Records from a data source
+-------+

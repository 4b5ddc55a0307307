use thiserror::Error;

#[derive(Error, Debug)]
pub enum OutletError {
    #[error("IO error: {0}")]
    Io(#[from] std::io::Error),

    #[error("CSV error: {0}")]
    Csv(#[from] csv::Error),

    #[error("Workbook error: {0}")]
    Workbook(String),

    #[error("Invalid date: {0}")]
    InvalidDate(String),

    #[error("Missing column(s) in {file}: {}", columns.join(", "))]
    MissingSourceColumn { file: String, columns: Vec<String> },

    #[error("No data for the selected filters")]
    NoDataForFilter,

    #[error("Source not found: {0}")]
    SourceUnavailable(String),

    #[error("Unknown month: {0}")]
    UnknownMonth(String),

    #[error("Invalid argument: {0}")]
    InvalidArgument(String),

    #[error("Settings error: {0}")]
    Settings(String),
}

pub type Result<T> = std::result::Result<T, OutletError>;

+-------+

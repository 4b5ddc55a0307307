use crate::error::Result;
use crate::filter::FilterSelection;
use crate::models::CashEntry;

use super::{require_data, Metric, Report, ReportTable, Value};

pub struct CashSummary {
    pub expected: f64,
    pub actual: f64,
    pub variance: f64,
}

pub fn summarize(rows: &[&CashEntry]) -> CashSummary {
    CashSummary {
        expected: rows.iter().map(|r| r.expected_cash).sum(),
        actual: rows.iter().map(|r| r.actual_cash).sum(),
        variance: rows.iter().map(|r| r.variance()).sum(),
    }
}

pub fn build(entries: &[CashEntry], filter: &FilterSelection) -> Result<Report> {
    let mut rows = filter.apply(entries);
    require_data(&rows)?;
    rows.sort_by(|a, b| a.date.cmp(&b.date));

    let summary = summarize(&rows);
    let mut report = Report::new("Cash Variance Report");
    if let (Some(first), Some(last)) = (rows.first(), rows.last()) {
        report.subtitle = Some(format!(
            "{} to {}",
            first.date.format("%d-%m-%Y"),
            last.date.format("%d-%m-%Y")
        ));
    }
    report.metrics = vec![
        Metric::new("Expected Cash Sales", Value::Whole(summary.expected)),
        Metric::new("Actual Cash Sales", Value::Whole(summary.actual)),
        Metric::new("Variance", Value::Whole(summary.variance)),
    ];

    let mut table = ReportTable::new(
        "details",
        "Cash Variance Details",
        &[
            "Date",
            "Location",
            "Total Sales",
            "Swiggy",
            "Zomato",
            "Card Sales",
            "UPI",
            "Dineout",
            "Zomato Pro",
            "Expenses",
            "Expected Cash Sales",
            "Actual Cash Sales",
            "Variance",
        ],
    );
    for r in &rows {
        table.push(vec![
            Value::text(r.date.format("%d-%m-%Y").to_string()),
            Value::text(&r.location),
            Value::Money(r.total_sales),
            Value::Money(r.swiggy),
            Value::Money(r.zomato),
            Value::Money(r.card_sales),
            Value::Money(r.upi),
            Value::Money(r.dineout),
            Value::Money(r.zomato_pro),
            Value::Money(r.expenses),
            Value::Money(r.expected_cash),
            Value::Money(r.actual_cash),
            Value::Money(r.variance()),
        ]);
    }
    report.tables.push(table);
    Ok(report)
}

+-------+

DIRECTIONS FOR THIS TASK:
Copy out each line of the records where the string "entries" appears.

THE ANSWER:
pub fn build(entries: &[CashEntry], filter: &FilterSelection) -> Result<Report> {
    let mut rows = filter.apply(entries);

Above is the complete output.